The power of negativity.

Pablo Larraín’s No, the final part of the director’s trilogy on the atmosphere of Chile’s military dictatorship, paints the final weeks of the government of General Augusto Pinochet in wildly colorful strokes, full of bitter humor. But we shouldn’t let the sardonic laughs distract us from recognizing Chile’s essentially grim task — to pull that country out of its military prison and re-establish messy, inefficient, inclusive democracy.

It’s 1988, and the international community, including the US, has called upon Pinochet’s administration to hold a national referendum on whether to keep the generalissimo in power or to elect another president. Chile was a police state at the time. Since 1973, when a gang of army officers violently overthrew the elected government, the ultra-right-wing Pinochet has ruled under virtual martial law — the constitution suspended, trade unionists arrested, news media controlled, etc. More than 1,200 persons — leftists, students, and opposition leaders among them — “disappeared” into torture chambers and unmarked graves. Half of Chile lives in mortal fear of the other half. So this upcoming plebiscite is not a typical political campaign. “Sí” means the status quo, “No” means a desperately longed-for change. But how do you hold a free election in a country terrorized by the government?

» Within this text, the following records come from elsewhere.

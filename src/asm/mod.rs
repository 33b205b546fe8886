//! Assembling source text into executable programs.
//!
//! The assembler runs in phases: scanning, parsing, label collection,
//! operand validation, address layout and encoding. Scanning and parsing
//! stop at the first problem; every later phase checks all statements and
//! reports its errors together, so a listing with three bad operands gets
//! three diagnostics in one run.

mod ast;
mod encoder;
mod lexer;
pub mod metadata;
mod parser;
mod store;
mod token;

use slog::{debug, o, trace, Discard, Logger};

use crate::asm::ast::{DataDirective, Statement};
use crate::asm::store::GlobalStore;
use crate::error::{AssemblerError, AssemblerErrorKind};
use crate::program::{Program, Symbol};

/// Assembles a source file into a [`Program`] ready to load into memory.
///
/// On failure, returns every error of the phase that failed.
pub fn assemble(source: &str) -> Result<Program, Vec<AssemblerError>> {
    assemble_with_logger(source, None)
}

/// Like [`assemble`], with progress reported to `logger`.
pub fn assemble_with_logger<L>(source: &str, logger: L) -> Result<Program, Vec<AssemblerError>>
where
    L: Into<Option<Logger>>,
{
    let logger = logger
        .into()
        .unwrap_or(Logger::root(Discard, o!()))
        .new(o!("stage" => "assembly"));

    let tokens = lexer::scan(source).map_err(|error| vec![error])?;
    trace!(logger, "scanned source"; "tokens" => tokens.len());

    let statements = parser::parse(tokens).map_err(|error| vec![error])?;
    trace!(logger, "parsed statements"; "statements" => statements.len());

    match statements.last() {
        Some(Statement::End { .. }) => {}
        Some(other) => {
            return Err(vec![AssemblerError::new(
                AssemblerErrorKind::EndMustBeLastStatement,
            )
            .at(other.span().clone())])
        }
        None => {
            return Err(vec![AssemblerError::new(AssemblerErrorKind::EmptyProgram)]);
        }
    }

    let mut store = GlobalStore::new();

    let errors = store.load_statements(&statements);
    if !errors.is_empty() {
        return Err(errors);
    }
    trace!(logger, "collected labels");

    let mut pending = encoder::validate(&statements, &store)?;
    trace!(logger, "validated operands"; "pending" => pending.len());

    let errors = encoder::compute_addresses(&mut pending, &mut store);
    if !errors.is_empty() {
        return Err(errors);
    }
    trace!(logger, "assigned addresses");

    let (data, instructions) = encoder::encode(pending, &mut store)?;
    let symbols = collect_symbols(&statements, &mut store)?;

    debug!(
        logger,
        "assembly finished";
        "data" => data.len(),
        "instructions" => instructions.len(),
        "symbols" => symbols.len()
    );

    Ok(Program::new(data, instructions, symbols))
}

/// Builds the symbol listing in source order. Constants that were never
/// referenced by an operand get evaluated here, so a broken definition is
/// an error even when unused.
fn collect_symbols(
    statements: &[Statement],
    store: &mut GlobalStore,
) -> Result<Vec<Symbol>, Vec<AssemblerError>> {
    let mut symbols = Vec::new();
    let mut errors = Vec::new();

    for statement in statements {
        let name = match statement.label() {
            Some(name) => name,
            None => continue,
        };

        match statement {
            Statement::Data {
                directive: DataDirective::Equ,
                span,
                ..
            } => match store.constant_value(name, span) {
                Ok(value) => symbols.push(Symbol::Constant {
                    name: name.to_string(),
                    value,
                }),
                Err(error) => errors.push(error),
            },
            Statement::Data { directive, .. } => {
                if let (Some(address), Some(size)) = (store.label_address(name), directive.size()) {
                    symbols.push(Symbol::Data {
                        name: name.to_string(),
                        address,
                        size,
                    });
                }
            }
            Statement::Instruction { .. } => {
                if let Some(address) = store.label_address(name) {
                    symbols.push(Symbol::Instruction {
                        name: name.to_string(),
                        address,
                    });
                }
            }
            _ => {}
        }
    }

    if errors.is_empty() {
        Ok(symbols)
    } else {
        Err(errors)
    }
}

#[cfg(test)]
mod tests {
    use super::*;
    use crate::instruction::OperandSize;

    #[test]
    fn empty_source_is_rejected() {
        let errors = assemble("").unwrap_err();
        assert_eq!(errors[0].kind, AssemblerErrorKind::EmptyProgram);
        assert_eq!(errors[0].span, None);

        let errors = assemble("; a comment\n\n").unwrap_err();
        assert_eq!(errors[0].kind, AssemblerErrorKind::EmptyProgram);
    }

    #[test]
    fn programs_must_close_with_end() {
        let errors = assemble("org 2000h\nhlt").unwrap_err();
        assert_eq!(errors.len(), 1);
        assert_eq!(errors[0].kind, AssemblerErrorKind::EndMustBeLastStatement);
    }

    #[test]
    fn scan_and_parse_errors_arrive_alone() {
        let errors = assemble("org 2000h\nmov ax, @\nend").unwrap_err();
        assert_eq!(errors.len(), 1);
        assert_eq!(errors[0].kind, AssemblerErrorKind::UnexpectedCharacter('@'));
    }

    #[test]
    fn each_bad_statement_gets_its_own_error() {
        let errors = assemble("org 2000h\nmov ax, bl\nmov cl, dx\nadd ax, bl\nend").unwrap_err();

        assert_eq!(errors.len(), 3);
        assert!(errors
            .iter()
            .all(|error| error.kind == AssemblerErrorKind::SizeMismatch { src: 8, out: 16 }
                || error.kind == AssemblerErrorKind::SizeMismatch { src: 16, out: 8 }));
    }

    #[test]
    fn symbols_list_every_label_in_source_order() {
        let program = assemble("n equ 5\norg 1000h\nx db 1\norg 2000h\nstart: hlt\nend").unwrap();

        assert_eq!(
            program.symbols,
            vec![
                Symbol::Constant {
                    name: "N".to_string(),
                    value: 5,
                },
                Symbol::Data {
                    name: "X".to_string(),
                    address: 0x1000,
                    size: OperandSize::Byte,
                },
                Symbol::Instruction {
                    name: "START".to_string(),
                    address: 0x2000,
                },
            ]
        );
    }

    #[test]
    fn unused_but_broken_constants_still_fail() {
        let errors = assemble("a equ a\norg 2000h\nhlt\nend").unwrap_err();
        assert_eq!(errors[0].kind, AssemblerErrorKind::CircularReference);
    }

    #[test]
    fn a_full_program_assembles() {
        let program = assemble(
            "org 1000h\nmsg db \"ok\"\norg 2000h\nmov bx, offset msg\nmov al, 2\nhlt\nend",
        )
        .unwrap();

        assert_eq!(program.data.len(), 1);
        assert_eq!(program.instructions.len(), 3);
        assert!(program.instruction_at(0x2000).is_some());
        assert!(program.instruction_at(0x2001).is_none());
    }
}
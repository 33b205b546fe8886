//! The 16 KiB main memory.

use std::collections::HashSet;

use rand::Rng;

use crate::error::SimulatorError;
use crate::instruction::OperandSize;
use crate::program::Program;
use crate::MEMORY_SIZE;

/// What the memory image looks like before a program is copied in.
#[derive(Debug, Clone, Copy, PartialEq, Eq)]
pub enum MemoryFill {
    /// Every cell becomes 0x00.
    Zero,
    /// Every cell gets a uniformly random byte.
    Randomize,
    /// Cells keep whatever the previous run left behind.
    KeepPrevious,
}

/// Main memory, together with the MAR and MBR latches of the bus.
///
/// Data reads and writes validate the address range and refuse to touch the
/// region occupied by instruction bytes; code goes out through
/// [fetch_byte](Memory::fetch_byte), which only checks the range.
pub struct Memory {
    cells: [u8; MEMORY_SIZE],
    code: HashSet<u16>,
    mar: u16,
    mbr: u8,
}

impl Memory {
    pub fn new() -> Memory {
        Memory {
            cells: [0; MEMORY_SIZE],
            code: HashSet::new(),
            mar: 0,
            mbr: 0,
        }
    }

    /// Prepares the image for `program`: applies the fill policy, records
    /// the code region and copies in the data cells and instruction bytes.
    ///
    /// Addresses inside `program` were validated during assembly, so the
    /// copy itself cannot fail.
    pub fn load(&mut self, program: &Program, fill: MemoryFill) {
        match fill {
            MemoryFill::Zero => self.cells = [0; MEMORY_SIZE],
            MemoryFill::Randomize => rand::thread_rng().fill(&mut self.cells[..]),
            MemoryFill::KeepPrevious => {}
        }

        self.code = program.code_region();
        self.mar = 0;
        self.mbr = 0;

        for block in &program.data {
            let mut address = usize::from(block.address);

            for value in &block.values {
                // A `?` cell reserves its bytes but keeps the fill.
                if let Some(value) = *value {
                    self.cells[address] = value as u8;
                    if block.size == OperandSize::Word {
                        self.cells[address + 1] = (value >> 8) as u8;
                    }
                }

                address += usize::from(block.size.bytes());
            }
        }

        for instruction in &program.instructions {
            let address = usize::from(instruction.address);
            for (offset, byte) in instruction.to_bytes().into_iter().enumerate() {
                self.cells[address + offset] = byte;
            }
        }
    }

    /// Reads one data byte.
    pub fn read_byte(&mut self, address: u16) -> Result<u8, SimulatorError> {
        self.check_data(address)?;

        let value = self.cells[usize::from(address)];
        self.latch(address, value);
        Ok(value)
    }

    /// Reads a little-endian word.
    pub fn read_word(&mut self, address: u16) -> Result<u16, SimulatorError> {
        let low = self.read_byte(address)?;
        let high = self.read_byte(address + 1)?;
        Ok(u16::from(low) | u16::from(high) << 8)
    }

    /// Writes one data byte.
    pub fn write_byte(&mut self, address: u16, value: u8) -> Result<(), SimulatorError> {
        self.check_data(address)?;

        self.cells[usize::from(address)] = value;
        self.latch(address, value);
        Ok(())
    }

    /// Writes a little-endian word. The low byte may already be in place
    /// when the high byte fails validation.
    pub fn write_word(&mut self, address: u16, value: u16) -> Result<(), SimulatorError> {
        self.write_byte(address, value as u8)?;
        self.write_byte(address + 1, (value >> 8) as u8)
    }

    /// Reads one instruction byte. The fetch cycle is the only path allowed
    /// into the code region.
    pub fn fetch_byte(&mut self, address: u16) -> Result<u8, SimulatorError> {
        if usize::from(address) >= MEMORY_SIZE {
            return Err(SimulatorError::AddressOutOfRange {
                address: u32::from(address),
            });
        }

        let value = self.cells[usize::from(address)];
        self.latch(address, value);
        Ok(value)
    }

    fn check_data(&self, address: u16) -> Result<(), SimulatorError> {
        if usize::from(address) >= MEMORY_SIZE {
            return Err(SimulatorError::AddressOutOfRange {
                address: u32::from(address),
            });
        }

        if self.code.contains(&address) {
            return Err(SimulatorError::AddressHasInstruction { address });
        }

        Ok(())
    }

    fn latch(&mut self, address: u16, value: u8) {
        self.mar = address;
        self.mbr = value;
    }

    /// The raw memory image.
    pub fn bytes(&self) -> &[u8] {
        &self.cells
    }

    /// The last address placed on the bus.
    pub fn mar(&self) -> u16 {
        self.mar
    }

    /// The last byte that crossed the bus.
    pub fn mbr(&self) -> u8 {
        self.mbr
    }
}

#[cfg(test)]
mod tests {
    use super::*;
    use crate::instruction::ZeroaryOp;
    use crate::program::{InstructionKind, ProgramData, ProgramInstruction};

    fn sample_program() -> Program {
        let data = ProgramData {
            address: 0x1000,
            size: OperandSize::Word,
            values: vec![Some(0xCAFE), None, Some(0x0003)],
        };
        let halt = ProgramInstruction::new(0x2000, InstructionKind::Zeroary { op: ZeroaryOp::Hlt });

        Program::new(vec![data], vec![halt], vec![])
    }

    #[test]
    fn load_places_data_and_code() {
        let mut memory = Memory::new();
        memory.load(&sample_program(), MemoryFill::Zero);

        assert_eq!(memory.bytes()[0x1000], 0xFE);
        assert_eq!(memory.bytes()[0x1001], 0xCA);
        assert_eq!(memory.bytes()[0x1004], 0x03);
        assert_eq!(memory.bytes()[0x1005], 0x00);
        assert_eq!(memory.bytes()[0x2000], 0xFF);
    }

    #[test]
    fn unassigned_cells_keep_previous_contents() {
        let mut memory = Memory::new();
        memory.write_byte(0x1002, 0xEE).unwrap();
        memory.write_byte(0x1003, 0xEE).unwrap();

        memory.load(&sample_program(), MemoryFill::KeepPrevious);
        assert_eq!(memory.bytes()[0x1002], 0xEE);
        assert_eq!(memory.bytes()[0x1003], 0xEE);

        memory.load(&sample_program(), MemoryFill::Zero);
        assert_eq!(memory.bytes()[0x1002], 0x00);
    }

    #[test]
    fn the_code_region_is_execute_only() {
        let mut memory = Memory::new();
        memory.load(&sample_program(), MemoryFill::Zero);

        assert_eq!(
            memory.read_byte(0x2000),
            Err(SimulatorError::AddressHasInstruction { address: 0x2000 })
        );
        assert_eq!(
            memory.write_byte(0x2000, 0),
            Err(SimulatorError::AddressHasInstruction { address: 0x2000 })
        );
        assert_eq!(memory.fetch_byte(0x2000), Ok(0xFF));
    }

    #[test]
    fn accesses_stop_at_the_top_of_memory() {
        let mut memory = Memory::new();

        assert_eq!(memory.read_byte(0x3FFF), Ok(0));
        assert_eq!(
            memory.read_byte(0x4000),
            Err(SimulatorError::AddressOutOfRange { address: 0x4000 })
        );
        // The second byte of a word at the last cell is already outside.
        assert_eq!(
            memory.read_word(0x3FFF),
            Err(SimulatorError::AddressOutOfRange { address: 0x4000 })
        );
    }

    #[test]
    fn words_are_little_endian() {
        let mut memory = Memory::new();
        memory.write_word(0x1000, 0xABCD).unwrap();

        assert_eq!(memory.bytes()[0x1000], 0xCD);
        assert_eq!(memory.bytes()[0x1001], 0xAB);
        assert_eq!(memory.read_word(0x1000), Ok(0xABCD));
    }

    #[test]
    fn the_latches_follow_the_last_transfer() {
        let mut memory = Memory::new();

        memory.write_byte(0x1234, 0xAB).unwrap();
        assert_eq!(memory.mar(), 0x1234);
        assert_eq!(memory.mbr(), 0xAB);

        memory.read_word(0x0010).unwrap();
        assert_eq!(memory.mar(), 0x0011);
    }
}
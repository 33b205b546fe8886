//! The execution engine.
//!
//! [Simulator] owns the CPU state, the memory and the device rack, and
//! executes one decoded instruction per [step](Simulator::step). The driver
//! decides the pace: it calls `step` for CPU progress, [tick](Simulator::tick)
//! for device progress, and reacts to the [ControlSignal] each step returns.
//! Nothing here blocks; waiting for input is a returned signal plus a resume
//! call, not a suspended thread.

pub mod alu;
pub mod devices;
pub mod memory;

use bitflags::bitflags;

use crate::error::SimulatorError;
use crate::event::{Event, EventDispatcher, EventListener};
use crate::instruction::{
    BinaryOp, IoOp, JumpOp, OperandSize, Register, StackOp, UnaryOp, ZeroaryOp,
};
use crate::program::{BinaryOperands, InstructionKind, Port, Program, UnaryOperand};
use crate::snapshot::{
    HandshakeSnapshot, PicSnapshot, PioSnapshot, PrinterSnapshot, RegisterSnapshot, Snapshot,
    TimerSnapshot,
};
use crate::MEMORY_SIZE;

pub use self::alu::AluOp;
pub use self::devices::{Devices, DevicesConfiguration};
pub use self::memory::{Memory, MemoryFill};

use self::devices::lines;

/// Address where execution starts after a reset.
pub const INITIAL_IP: u16 = 0x2000;

bitflags! {
    /// The FLAGS register.
    ///
    /// Only these five bits exist; POPF and IRET silently drop the rest of
    /// the word.
    pub struct Flags: u16 {
        /// Unsigned wraparound in the last arithmetic result.
        const CARRY = 1 << 0;
        /// The last result was zero.
        const ZERO = 1 << 6;
        /// Top bit of the last result.
        const SIGN = 1 << 7;
        /// Hardware interrupts are serviced between steps.
        const INTERRUPTS = 1 << 9;
        /// Signed wraparound in the last arithmetic result.
        const OVERFLOW = 1 << 11;
    }
}

/// The CPU register file.
///
/// The four general registers are byte-addressable through [Register]. IR
/// holds the opcode byte of the instruction being executed and is not
/// addressable from programs.
#[derive(Debug, Clone, Copy, PartialEq, Eq)]
pub struct Registers {
    pub ax: u16,
    pub bx: u16,
    pub cx: u16,
    pub dx: u16,
    pub sp: u16,
    pub ip: u16,
    pub ir: u8,
    pub flags: Flags,
}

impl Registers {
    /// The register values right after a reset: SP on top of memory, IP at
    /// [INITIAL_IP], interrupts enabled.
    pub fn new() -> Registers {
        Registers {
            ax: 0,
            bx: 0,
            cx: 0,
            dx: 0,
            sp: MEMORY_SIZE as u16,
            ip: INITIAL_IP,
            ir: 0,
            flags: Flags::ZERO | Flags::INTERRUPTS,
        }
    }

    /// Reads a register; byte registers arrive in the low 8 bits.
    pub fn get(&self, register: Register) -> u16 {
        match register {
            Register::AX => self.ax,
            Register::BX => self.bx,
            Register::CX => self.cx,
            Register::DX => self.dx,
            Register::SP => self.sp,
            Register::AL => self.ax & 0x00FF,
            Register::BL => self.bx & 0x00FF,
            Register::CL => self.cx & 0x00FF,
            Register::DL => self.dx & 0x00FF,
            Register::AH => self.ax >> 8,
            Register::BH => self.bx >> 8,
            Register::CH => self.cx >> 8,
            Register::DH => self.dx >> 8,
        }
    }

    /// Writes a register; byte registers only touch their half.
    pub fn set(&mut self, register: Register, value: u16) {
        match register {
            Register::AX => self.ax = value,
            Register::BX => self.bx = value,
            Register::CX => self.cx = value,
            Register::DX => self.dx = value,
            Register::SP => self.sp = value,
            Register::AL => self.ax = self.ax & 0xFF00 | value & 0x00FF,
            Register::BL => self.bx = self.bx & 0xFF00 | value & 0x00FF,
            Register::CL => self.cx = self.cx & 0xFF00 | value & 0x00FF,
            Register::DL => self.dx = self.dx & 0xFF00 | value & 0x00FF,
            Register::AH => self.ax = self.ax & 0x00FF | value << 8,
            Register::BH => self.bx = self.bx & 0x00FF | value << 8,
            Register::CH => self.cx = self.cx & 0x00FF | value << 8,
            Register::DH => self.dx = self.dx & 0x00FF | value << 8,
        }
    }
}

/// What the driver should do after a step.
#[derive(Debug, Clone, Copy, PartialEq, Eq)]
pub enum ControlSignal {
    /// Keep stepping.
    Continue,
    /// The program is done, either through HLT or INT 0.
    Halt,
    /// INT 3: execution can continue, but the driver should open its
    /// debugger first.
    StartDebugger,
    /// INT 6: the machine is blocked until a character arrives through
    /// [handle_int6](Simulator::handle_int6).
    WaitForInput,
}

/// The whole machine: CPU, memory and devices.
pub struct Simulator {
    program: Option<Program>,
    registers: Registers,
    memory: Memory,
    devices: Devices,
    halted: bool,
    waiting_for_input: bool,
    dispatcher: EventDispatcher,
}
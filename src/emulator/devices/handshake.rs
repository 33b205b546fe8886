//! The handshake printer interface.

use super::printer::Printer;

const BUSY: u8 = 0b0000_0001;
const STROBE: u8 = 0b0000_0010;
const INTERRUPTS: u8 = 0b1000_0000;

/// Two-register protocol in front of the printer.
///
/// DATA holds the byte to print; writing it sends the byte on its way
/// immediately. STATE bit 0 mirrors the printer's busy line, bit 1 is a
/// software strobe that resends DATA, bit 7 enables interrupt-driven
/// printing over PIC line 2.
pub struct Handshake {
    data: u8,
    state: u8,
}

impl Handshake {
    pub fn new() -> Handshake {
        Handshake { data: 0, state: 0 }
    }

    pub fn read_data(&self) -> u8 {
        self.data
    }

    /// Latches a byte and strobes it into the printer. The byte is lost if
    /// the printer is busy.
    pub fn write_data(&mut self, value: u8, printer: &mut Printer) {
        self.data = value;
        printer.add_to_buffer(value);
    }

    /// STATE with the live busy level on bit 0. The strobe bit always reads
    /// back 0.
    pub fn read_state(&self, printer: &Printer) -> u8 {
        let busy = if printer.busy() { BUSY } else { 0 };
        (self.state & !(BUSY | STROBE)) | busy
    }

    /// Stores STATE. A 1 in the strobe bit resends DATA to the printer; the
    /// busy bit belongs to the printer and cannot be written.
    pub fn write_state(&mut self, value: u8, printer: &mut Printer) {
        if value & STROBE != 0 {
            printer.add_to_buffer(self.data);
        }
        self.state = value & !(BUSY | STROBE);
    }

    /// True when bit 7 asks for interrupt-driven printing.
    pub fn interrupts_enabled(&self) -> bool {
        self.state & INTERRUPTS != 0
    }

    /// The raw STATE latch, without the live bits.
    pub fn state(&self) -> u8 {
        self.state
    }
}

#[cfg(test)]
mod tests {
    use super::*;

    #[test]
    fn writing_data_prints_immediately() {
        let mut printer = Printer::new();
        let mut handshake = Handshake::new();

        handshake.write_data(b'h', &mut printer);
        handshake.write_data(b'i', &mut printer);

        assert_eq!(printer.queued(), vec![b'h', b'i']);
        assert_eq!(handshake.read_data(), b'i');
    }

    #[test]
    fn the_strobe_bit_resends_and_reads_back_zero() {
        let mut printer = Printer::new();
        let mut handshake = Handshake::new();

        handshake.write_data(b'x', &mut printer);
        handshake.write_state(STROBE, &mut printer);

        assert_eq!(printer.queued(), vec![b'x', b'x']);
        assert_eq!(handshake.read_state(&printer) & STROBE, 0);
    }

    #[test]
    fn the_busy_bit_mirrors_the_printer() {
        let mut printer = Printer::new();
        let mut handshake = Handshake::new();

        assert_eq!(handshake.read_state(&printer) & BUSY, 0);

        for value in b"12345" {
            handshake.write_data(*value, &mut printer);
        }
        assert_eq!(handshake.read_state(&printer) & BUSY, BUSY);

        // Writing the busy bit changes nothing.
        handshake.write_state(BUSY, &mut printer);
        printer.tick(Printer::INTERVAL);
        assert_eq!(handshake.read_state(&printer) & BUSY, 0);
    }

    #[test]
    fn bit_7_is_the_interrupt_switch() {
        let mut printer = Printer::new();
        let mut handshake = Handshake::new();

        assert!(!handshake.interrupts_enabled());
        handshake.write_state(INTERRUPTS, &mut printer);
        assert!(handshake.interrupts_enabled());
    }
}
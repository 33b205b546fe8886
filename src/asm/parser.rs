//! A recursive descent parser over scanned tokens.
//!
//! Each line is one statement: an origin change, the final `END`, a data
//! directive or an instruction. Data directives and instructions carry comma
//! separated values or operands, and inside those live numeric expressions
//! with the usual precedence of `*` over `+` and `-`.
//!
//! Parsing stops at the first syntax error. The deeper checks, arity and
//! sizes and label kinds, belong to the validation stage.

use edit_distance::edit_distance;

use crate::asm::ast::{
    DataDirective, DataValue, Expression, ExpressionKind, Operand, OperandKind, Operator,
    Statement,
};
use crate::asm::token::{ScannedToken, TokenKind};
use crate::error::{AssemblerError, AssemblerErrorKind, Span};
use crate::instruction::{Mnemonic, OperandSize, Register};

/// Parses a whole token stream, as produced by
/// [`scan`](crate::asm::lexer::scan), into statements.
pub fn parse(tokens: Vec<ScannedToken>) -> Result<Vec<Statement>, AssemblerError> {
    Parser::new(tokens).run()
}

struct Parser {
    tokens: Vec<ScannedToken>,
    current: usize,
}
//! The statement tree produced by the parser.
//!
//! Everything here is purely syntactic. Labels are not resolved, expressions
//! are not evaluated and no sizes have been checked; that happens when the
//! statements are loaded into the [`GlobalStore`](crate::asm::store::GlobalStore)
//! and validated.

use crate::error::Span;
use crate::instruction::{Mnemonic, OperandSize, Register};

/// An assemble-time numeric expression.
#[derive(Debug, Clone, PartialEq)]
pub struct Expression {
    pub kind: ExpressionKind,
    pub span: Span,
}

#[derive(Debug, Clone, PartialEq)]
pub enum ExpressionKind {
    Number(u32),
    /// A reference to a label. With `offset` set it reads `OFFSET name` and
    /// resolves to the address of a data directive instead of its value.
    Label {
        name: String,
        offset: bool,
    },
    Unary {
        negative: bool,
        inner: Box<Expression>,
    },
    Binary {
        operator: Operator,
        left: Box<Expression>,
        right: Box<Expression>,
    },
}

/// Binary operator in a numeric expression.
#[derive(Debug, Clone, Copy, PartialEq, Eq)]
pub enum Operator {
    Add,
    Subtract,
    Multiply,
}

impl Expression {
    /// The label name if this is exactly a plain label reference, written
    /// without `OFFSET` and without any arithmetic around it.
    pub fn as_bare_label(&self) -> Option<&str> {
        match &self.kind {
            ExpressionKind::Label { name, offset: false } => Some(name),
            _ => None,
        }
    }
}

/// One operand of an instruction statement.
#[derive(Debug, Clone, PartialEq)]
pub struct Operand {
    pub kind: OperandKind,
    pub span: Span,
}

#[derive(Debug, Clone, PartialEq)]
pub enum OperandKind {
    Register(Register),
    /// `[BX]`, optionally qualified as `BYTE PTR [BX]` or `WORD PTR [BX]`.
    Indirect { size: Option<OperandSize> },
    /// `[expr]`, optionally qualified with a size.
    Direct {
        size: Option<OperandSize>,
        expr: Expression,
    },
    /// A bare expression: an immediate value or an unadorned label.
    Expr(Expression),
}

/// One value of a `DB`, `DW` or `EQU` directive.
#[derive(Debug, Clone, PartialEq)]
pub enum DataValue {
    String { value: String, span: Span },
    /// A `?` placeholder that reserves space without initializing it.
    Unassigned { span: Span },
    Expr(Expression),
}

impl DataValue {
    pub fn span(&self) -> Span {
        match self {
            DataValue::String { span, .. } => span.clone(),
            DataValue::Unassigned { span } => span.clone(),
            DataValue::Expr(expr) => expr.span.clone(),
        }
    }
}

/// The directive keyword of a data statement.
#[derive(Debug, Clone, Copy, PartialEq, Eq)]
pub enum DataDirective {
    Db,
    Dw,
    Equ,
}

impl DataDirective {
    pub fn name(self) -> &'static str {
        match self {
            DataDirective::Db => "DB",
            DataDirective::Dw => "DW",
            DataDirective::Equ => "EQU",
        }
    }

    /// Cell size of the directive. `EQU` reserves no memory and has none.
    pub fn size(self) -> Option<OperandSize> {
        match self {
            DataDirective::Db => Some(OperandSize::Byte),
            DataDirective::Dw => Some(OperandSize::Word),
            DataDirective::Equ => None,
        }
    }
}

/// One statement, that is, one meaningful line of the program.
#[derive(Debug, Clone, PartialEq)]
pub enum Statement {
    /// `ORG address`, moving the location pointer.
    Origin { address: u32, span: Span },

    /// The mandatory final `END`.
    End { span: Span },

    /// A `DB`, `DW` or `EQU` line, optionally labelled.
    Data {
        label: Option<String>,
        label_span: Option<Span>,
        directive: DataDirective,
        values: Vec<DataValue>,
        span: Span,
    },

    /// An instruction, optionally labelled.
    Instruction {
        label: Option<String>,
        label_span: Option<Span>,
        mnemonic: Mnemonic,
        operands: Vec<Operand>,
        span: Span,
    },
}

impl Statement {
    pub fn span(&self) -> Span {
        match self {
            Statement::Origin { span, .. }
            | Statement::End { span }
            | Statement::Data { span, .. }
            | Statement::Instruction { span, .. } => span.clone(),
        }
    }

    pub fn label(&self) -> Option<&str> {
        match self {
            Statement::Data { label, .. } | Statement::Instruction { label, .. } => {
                label.as_deref()
            }
            _ => None,
        }
    }
}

Also, how do you run a modern advertising campaign for either proposition? That’s the quandary that advertising executive René Saavedra (Gael García Bernal) finds himself in when his agency lands the “No” account. He has 27 days to advertise the “No” concept with strict rules: By law, each side gets only fifteen minutes of consecutive TV air time per day. René is the Chilean equivalent of a “Mad Man,” urban and irreverent. His idea is to create a jingle to tell the story and sell the product: “No me gusta. ¡No!” (I don’t like it. No!). Meanwhile, police are harassing the “No” campaign, and René’s wife Verónica is an anti-Pinochet activist — ever-present menace with sitcom overtones.

Larraín spins what might have been a nerve-wracking tale of people power triumphing over coercion (the “No”s won with more than 54 percent of the vote) into a free-wheeling farce complete with dirty tricks, Eighties-style corny montage commercials, a terrific music track, rapid-fire wisecracks by screenwriter Pedro Peirano and playwright Antonio Skármeta, and the spectacle of ad agency folks sucking up to the generals while conspiring to put them into retirement. García, cool as a glass of wine, keeps a lid on his performance. He’s the Santiago Don Draper. And his product was a hit.